DATA FOR REVIEW
——————

use std::{fmt, str::FromStr};

use itertools::Itertools;

use crate::{error::GameError, pos::Position};

pub const ALIVE_MARKER: char = 'O';
pub const DEAD_MARKER: char = '-';

/// A square grid of tiles stored row-major. The size is fixed at construction.
#[derive(Debug, Clone, PartialEq, Eq)]
pub struct GameBoard {
    size: usize,
    tiles: Vec<TileState>,
}

impl GameBoard {
    pub fn new(size: usize) -> Self {
        let tiles = vec![TileState::default(); size * size];
        Self::with_tiles(size, tiles)
    }

    /// Builds a board from explicit rows. Every row must be as long as there are rows.
    pub fn from_rows<R, T>(rows: &[R]) -> Result<Self, GameError>
    where
        R: AsRef<[T]>,
        T: Copy + Into<TileState>,
    {
        let size = rows.len();

        if let Some((row, found)) = rows
            .iter()
            .map(|row| row.as_ref().len())
            .enumerate()
            .find(|(_, len)| *len != size)
        {
            return Err(GameError::MalformedGrid {
                row,
                expected: size,
                found,
            });
        }

        let tiles = rows
            .iter()
            .flat_map(|row| row.as_ref().iter().map(|&tile| tile.into()))
            .collect();

        Ok(Self::with_tiles(size, tiles))
    }

    pub(crate) fn with_tiles(size: usize, tiles: Vec<TileState>) -> Self {
        debug_assert_eq!(tiles.len(), size * size);
        Self { size, tiles }
    }

    pub fn size(&self) -> usize {
        self.size
    }

    pub fn tile<P>(&self, pos: P) -> Option<&TileState>
    where
        P: Into<Position>,
    {
        let index = self.pos_to_index(pos)?;
        self.tiles.get(index)
    }

    pub fn tile_mut<P>(&mut self, pos: P) -> Option<&mut TileState>
    where
        P: Into<Position>,
    {
        let index = self.pos_to_index(pos)?;
        self.tiles.get_mut(index)
    }

    pub fn enumerate_tiles(&self) -> impl Iterator<Item = (Position, &TileState)> {
        self.tiles
            .iter()
            .enumerate()
            .map(|(index, tile)| (self.index_to_pos(index), tile))
    }

    pub fn live_count(&self) -> usize {
        self.tiles.iter().filter(|tile| tile.is_alive()).count()
    }

    fn pos_to_index<P>(&self, pos: P) -> Option<usize>
    where
        P: Into<Position>,
    {
        let Position { row, column } = pos.into();

        if row >= self.size || column >= self.size {
            return None;
        }

        Some(column + (row * self.size))
    }

    fn index_to_pos(&self, index: usize) -> Position {
        let row = index / self.size;
        let column = index % self.size;
        Position { row, column }
    }
}

impl fmt::Display for GameBoard {
    fn fmt(&self, f: &mut fmt::Formatter<'_>) -> fmt::Result {
        if self.size == 0 {
            return Ok(());
        }

        for row in &self.tiles.iter().chunks(self.size) {
            for tile in row {
                write!(f, "{}", tile.marker())?;
            }
            writeln!(f)?;
        }

        Ok(())
    }
}

impl FromStr for GameBoard {
    type Err = GameError;

    /// Reads the rendered form back: one line per row, `O` alive and `-` dead.
    fn from_str(s: &str) -> Result<Self, Self::Err> {
        let mut lines = s.lines().collect_vec();
        while lines.last().is_some_and(|line| line.trim().is_empty()) {
            lines.pop();
        }

        let rows = lines
            .iter()
            .enumerate()
            .map(|(row, line)| {
                line.trim_end()
                    .chars()
                    .enumerate()
                    .map(|(column, marker)| {
                        TileState::from_marker(marker).ok_or(GameError::InvalidMarker {
                            row,
                            column,
                            marker,
                        })
                    })
                    .collect::<Result<Vec<_>, _>>()
            })
            .collect::<Result<Vec<_>, _>>()?;

        Self::from_rows(&rows)
    }
}

#[derive(Debug, Clone, Copy, PartialEq, Eq, Default)]
pub enum TileState {
    Alive,

    #[default]
    Dead,
}

impl TileState {
    pub fn is_alive(self) -> bool {
        self == TileState::Alive
    }

    /// `1` is alive, anything else is dead.
    pub fn from_bit(bit: u8) -> Self {
        if bit == 1 {
            TileState::Alive
        } else {
            TileState::Dead
        }
    }

    pub fn bit(self) -> u8 {
        match self {
            TileState::Alive => 1,
            TileState::Dead => 0,
        }
    }

    pub fn marker(self) -> char {
        match self {
            TileState::Alive => ALIVE_MARKER,
            TileState::Dead => DEAD_MARKER,
        }
    }

    pub fn from_marker(marker: char) -> Option<Self> {
        match marker {
            ALIVE_MARKER => Some(TileState::Alive),
            DEAD_MARKER => Some(TileState::Dead),
            _ => None,
        }
    }
}

impl From<bool> for TileState {
    fn from(alive: bool) -> Self {
        if alive {
            TileState::Alive
        } else {
            TileState::Dead
        }
    }
}

impl From<u8> for TileState {
    fn from(bit: u8) -> Self {
        Self::from_bit(bit)
    }
}
#[derive(Debug, Clone, Copy, PartialEq, Eq, Hash)]
pub struct Position {
    pub row: usize,
    pub column: usize,
}

impl Position {
    pub fn new(row: usize, column: usize) -> Self {
        Self { row, column }
    }

    /// Applies a signed `[row, column]` delta, returning `None` if either axis would go negative.
    /// Upper bounds are the board's business.
    pub fn offset(self, delta: [isize; 2]) -> Option<Self> {
        Some(Self {
            row: self.row.checked_add_signed(delta[0])?,
            column: self.column.checked_add_signed(delta[1])?,
        })
    }
}

impl From<[usize; 2]> for Position {
    fn from(value: [usize; 2]) -> Self {
        Self {
            row: value[0],
            column: value[1],
        }
    }
}

impl From<(usize, usize)> for Position {
    fn from((row, column): (usize, usize)) -> Self {
        Self { row, column }
    }
}

impl From<Position> for [usize; 2] {
    fn from(value: Position) -> Self {
        [value.row, value.column]
    }
}
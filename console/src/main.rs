use std::{env, io};

use anyhow::Context;
use config::Config;
use env_logger::Env;
use libgame::{Game, seed::RandomSeeder};
use log::{debug, info};

mod cli;
mod config;

fn main() -> anyhow::Result<()> {
    env_logger::Builder::from_env(Env::default().default_filter_or("warn")).init();

    let config = match env::args().nth(1) {
        Some(config_path) if config_path != "-" => Config::load(config_path)?,
        _ => Config::default(),
    };
    info!("starting with {config:?}");

    let mut game = Game::new(config.world_size);

    let alive_cells = match config.rng_seed {
        Some(rng_seed) => game.seed(config.seed_zone_size, RandomSeeder::from_seed(rng_seed)),
        None => game.seed(config.seed_zone_size, RandomSeeder::new(rand::rng())),
    }
    .context("Couldn't seed world")?;

    let outcome = cli::run(&mut game, alive_cells, io::stdin().lock(), &mut io::stdout().lock())?;
    debug!("run ended: {outcome:?}");

    Ok(())
}
use std::io::{BufRead, Write};

use anyhow::Context;
use colored::Colorize;
use libgame::Game;

#[derive(Debug, Clone, Copy, PartialEq, Eq)]
pub enum Outcome {
    Quit,
    Died,
}

#[derive(Debug, Clone, Copy, PartialEq, Eq)]
enum Command {
    Next,
    Quit,
}

impl Command {
    fn parse(line: &str) -> Self {
        if line.trim_start().starts_with('q') {
            Command::Quit
        } else {
            Command::Next
        }
    }
}

/// Shows the world and advances it once per input line until the user quits, input runs out or every cell is dead.
pub fn run<I, O>(
    game: &mut Game,
    mut alive_cells: usize,
    input: I,
    output: &mut O,
) -> anyhow::Result<Outcome>
where
    I: BufRead,
    O: Write,
{
    let mut lines = input.lines();

    loop {
        game.render(output).context("Couldn't render world")?;
        writeln!(
            output,
            "{} Press enter for next version of the world or 'q' followed by enter to exit",
            format!("({alive_cells} live cells)").cyan()
        )?;
        output.flush()?;

        let Some(line_res) = lines.next() else {
            return Ok(Outcome::Quit);
        };
        let line = line_res.context("Couldn't read input")?;

        match Command::parse(&line) {
            Command::Quit => return Ok(Outcome::Quit),

            Command::Next => {
                alive_cells = game.step();

                if alive_cells == 0 {
                    writeln!(output, "{}", "The world died, no live cells anymore!".red())?;
                    return Ok(Outcome::Died);
                }
            }
        }
    }
}

#[cfg(test)]
mod tests {
    use std::io::Cursor;

    use libgame::board::GameBoard;

    use super::*;

    fn play(board: &str, input: &str) -> (Outcome, String) {
        let board: GameBoard = board.parse().unwrap();
        let mut game = Game::from_board(board);
        let alive_cells = game.live_count();
        let mut output = Vec::new();

        let outcome = run(&mut game, alive_cells, Cursor::new(input), &mut output).unwrap();

        (outcome, String::from_utf8(output).unwrap())
    }

    #[test]
    fn lines_starting_with_q_quit() {
        assert_eq!(Command::parse("q"), Command::Quit);
        assert_eq!(Command::parse("  quit"), Command::Quit);
        assert_eq!(Command::parse(""), Command::Next);
        assert_eq!(Command::parse("next"), Command::Next);
    }

    #[test]
    fn quitting_shows_the_world_and_its_live_count_first() {
        let (outcome, output) = play("----\n-OO-\n-OO-\n----\n", "q\n");

        assert_eq!(outcome, Outcome::Quit);
        assert!(output.starts_with("----\n-OO-\n-OO-\n----\n"), "{output}");
        assert!(output.contains("(4 live cells)"), "{output}");
        assert!(!output.contains("died"), "{output}");
    }

    #[test]
    fn each_empty_line_advances_one_generation() {
        let (outcome, output) = play("---\nOOO\n---\n", "\n\nq\n");

        assert_eq!(outcome, Outcome::Quit);
        assert_eq!(output.matches("-O-\n-O-\n-O-\n").count(), 1, "{output}");
        assert_eq!(output.matches("---\nOOO\n---\n").count(), 2, "{output}");
        assert_eq!(output.matches("(3 live cells)").count(), 3, "{output}");
    }

    #[test]
    fn a_dying_world_ends_the_run() {
        let (outcome, output) = play("---\n-O-\n---\n", "\n\n\n");

        assert_eq!(outcome, Outcome::Died);
        assert!(output.contains("The world died, no live cells anymore!"), "{output}");
        assert_eq!(output.matches("(1 live cells)").count(), 1, "{output}");
    }

    #[test]
    fn running_out_of_input_quits() {
        let (outcome, output) = play("OO\nOO\n", "");

        assert_eq!(outcome, Outcome::Quit);
        assert!(output.contains("(4 live cells)"), "{output}");
    }
}
use ratatui::{
    buffer::Buffer,
    layout::Rect,
    backend::FromCrossterm,
    style::{Color, Modifier, Style},
    widgets::Widget,
};

use super::ArtworkView;
use crate::{
    config::Theme,
    model::AppEntry,
    service::ArtworkState,
    utils::{highlighted_line, truncate_line_with_ellipsis},
};

/// Widget to render an [`AppEntry`] as a cell of the grid: the artwork and the name, release date and copyright below
pub struct AppCell<'a> {
    entry: &'a AppEntry,
    query: &'a str,
    artwork: Option<(&'a ArtworkState, u16)>,
    spinner: &'static str,
    background: Style,
    primary: Style,
    accent: Style,
    muted: Style,
}

impl<'a> AppCell<'a> {
    /// Builds a new cell for the given entry, highlighting the parts matching the query
    pub fn new(entry: &'a AppEntry, query: &'a str, theme: &Theme, is_highlighted: bool) -> Self {
        let (primary, accent, muted) = if is_highlighted {
            (
                theme.highlight_primary_full(),
                theme.highlight_accent_full(),
                theme.highlight_muted_full(),
            )
        } else {
            (theme.primary, theme.accent, theme.muted)
        };
        let mut background = Style::new();
        if is_highlighted && let Some(bg_color) = theme.highlight {
            background = background.bg(Color::from_crossterm(bg_color));
        }
        Self {
            entry,
            query,
            artwork: None,
            spinner: "",
            background,
            primary: Style::from_crossterm(primary),
            accent: Style::from_crossterm(accent),
            muted: Style::from_crossterm(muted),
        }
    }

    /// Displays the artwork on top of the texts, taking the given rows
    pub fn artwork(mut self, state: &'a ArtworkState, rows: u16, spinner: &'static str) -> Self {
        self.artwork = Some((state, rows));
        self.spinner = spinner;
        self
    }
}

impl Widget for AppCell<'_> {
    fn render(self, area: Rect, buf: &mut Buffer) {
        buf.set_style(area, self.background);

        // Leave one column of padding on each side
        let inner = Rect {
            x: area.x.saturating_add(1),
            width: area.width.saturating_sub(2),
            ..area
        };
        if inner.is_empty() {
            return;
        }

        let mut y = inner.y;
        if let Some((state, rows)) = self.artwork {
            let artwork_area = Rect {
                y,
                width: inner.width.min(rows.saturating_mul(2)),
                height: rows.min(inner.height),
                ..inner
            };
            ArtworkView::new(state, self.spinner, self.muted).render(artwork_area, buf);
            y = y.saturating_add(rows);
        }

        let name_style = self.primary.add_modifier(Modifier::BOLD);
        let name_accent = self.accent.add_modifier(Modifier::BOLD);
        let lines = [
            highlighted_line(&self.entry.name, self.query, name_style, name_accent),
            highlighted_line(&self.entry.release_date, self.query, self.primary, self.accent),
            highlighted_line(&self.entry.copyright, self.query, self.muted, self.accent),
        ];
        for line in lines {
            if y >= inner.bottom() {
                break;
            }
            let line = truncate_line_with_ellipsis(line, inner.width);
            buf.set_line(inner.x, y, &line, inner.width);
            y += 1;
        }
    }
}

#[cfg(test)]
mod tests {
    use pretty_assertions::assert_eq;
    use ratatui::style::Color;

    use super::*;

    fn entry() -> AppEntry {
        AppEntry {
            copyright: String::from("© 2021 Orbit LLC"),
            name: String::from("Star Notes"),
            artwork_url: String::from("https://img.example.com/star.png"),
            release_date: String::from("2021-01-03"),
        }
    }

    fn row(buf: &Buffer, y: u16) -> String {
        (0..buf.area.width).map(|x| buf[(x, y)].symbol()).collect()
    }

    #[test]
    fn test_render_texts() {
        let entry = entry();
        let mut buf = Buffer::empty(Rect::new(0, 0, 14, 4));
        AppCell::new(&entry, "", &Theme::default(), false).render(buf.area, &mut buf);

        assert_eq!(row(&buf, 0), " Star Notes   ");
        assert_eq!(row(&buf, 1), " 2021-01-03   ");
        assert_eq!(row(&buf, 2), " © 2021 Orbi… ");
        assert_eq!(row(&buf, 3), "              ");
        assert!(buf[(1, 0)].modifier.contains(Modifier::BOLD));
    }

    #[test]
    fn test_render_matches_with_accent() {
        let entry = entry();
        let theme = Theme::default();
        let mut buf = Buffer::empty(Rect::new(0, 0, 14, 4));
        AppCell::new(&entry, "Notes", &theme, false).render(buf.area, &mut buf);

        assert_eq!(buf[(1, 0)].fg, Color::Reset);
        // Crossterm's yellow is the bright one
        assert_eq!(buf[(6, 0)].fg, Color::LightYellow);
    }

    #[test]
    fn test_render_highlighted_background() {
        let entry = entry();
        let mut buf = Buffer::empty(Rect::new(0, 0, 14, 4));
        AppCell::new(&entry, "", &Theme::default(), true).render(buf.area, &mut buf);

        assert_eq!(buf[(0, 0)].bg, Color::DarkGray);
        assert_eq!(buf[(13, 3)].bg, Color::DarkGray);
    }

    #[test]
    fn test_render_artwork_above_texts() {
        let entry = entry();
        let mut buf = Buffer::empty(Rect::new(0, 0, 14, 6));
        AppCell::new(&entry, "", &Theme::default(), false)
            .artwork(&ArtworkState::Failed, 2, "⠋")
            .render(buf.area, &mut buf);

        assert_eq!(row(&buf, 0), " ░░░░         ");
        assert_eq!(row(&buf, 1), " ░░░░         ");
        assert_eq!(row(&buf, 2), " Star Notes   ");
        assert_eq!(row(&buf, 5), "              ");
    }

    #[test]
    fn test_render_artwork_taller_than_the_cell() {
        let entry = entry();
        let mut buf = Buffer::empty(Rect::new(0, 3, 14, 4));
        AppCell::new(&entry, "", &Theme::default(), false)
            .artwork(&ArtworkState::Failed, u16::MAX, "⠋")
            .render(buf.area, &mut buf);

        // Only the artwork fits, the texts are left out
        assert_eq!(row(&buf, 3), " ░░░░░░░░░░░░ ");
        assert_eq!(row(&buf, 6), " ░░░░░░░░░░░░ ");
    }
}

——————

WORK ITEM
Up to and including the line with "let tiles = rows", transcribe the entries above exactly, starting from their first line.

RESPONSE
use std::{fmt, str::FromStr};

use itertools::Itertools;

use crate::{error::GameError, pos::Position};

pub const ALIVE_MARKER: char = 'O';
pub const DEAD_MARKER: char = '-';

/// A square grid of tiles stored row-major. The size is fixed at construction.
#[derive(Debug, Clone, PartialEq, Eq)]
pub struct GameBoard {
    size: usize,
    tiles: Vec<TileState>,
}

impl GameBoard {
    pub fn new(size: usize) -> Self {
        let tiles = vec![TileState::default(); size * size];
        Self::with_tiles(size, tiles)
    }

    /// Builds a board from explicit rows. Every row must be as long as there are rows.
    pub fn from_rows<R, T>(rows: &[R]) -> Result<Self, GameError>
    where
        R: AsRef<[T]>,
        T: Copy + Into<TileState>,
    {
        let size = rows.len();

        if let Some((row, found)) = rows
            .iter()
            .map(|row| row.as_ref().len())
            .enumerate()
            .find(|(_, len)| *len != size)
        {
            return Err(GameError::MalformedGrid {
                row,
                expected: size,
                found,
            });
        }

        let tiles = rows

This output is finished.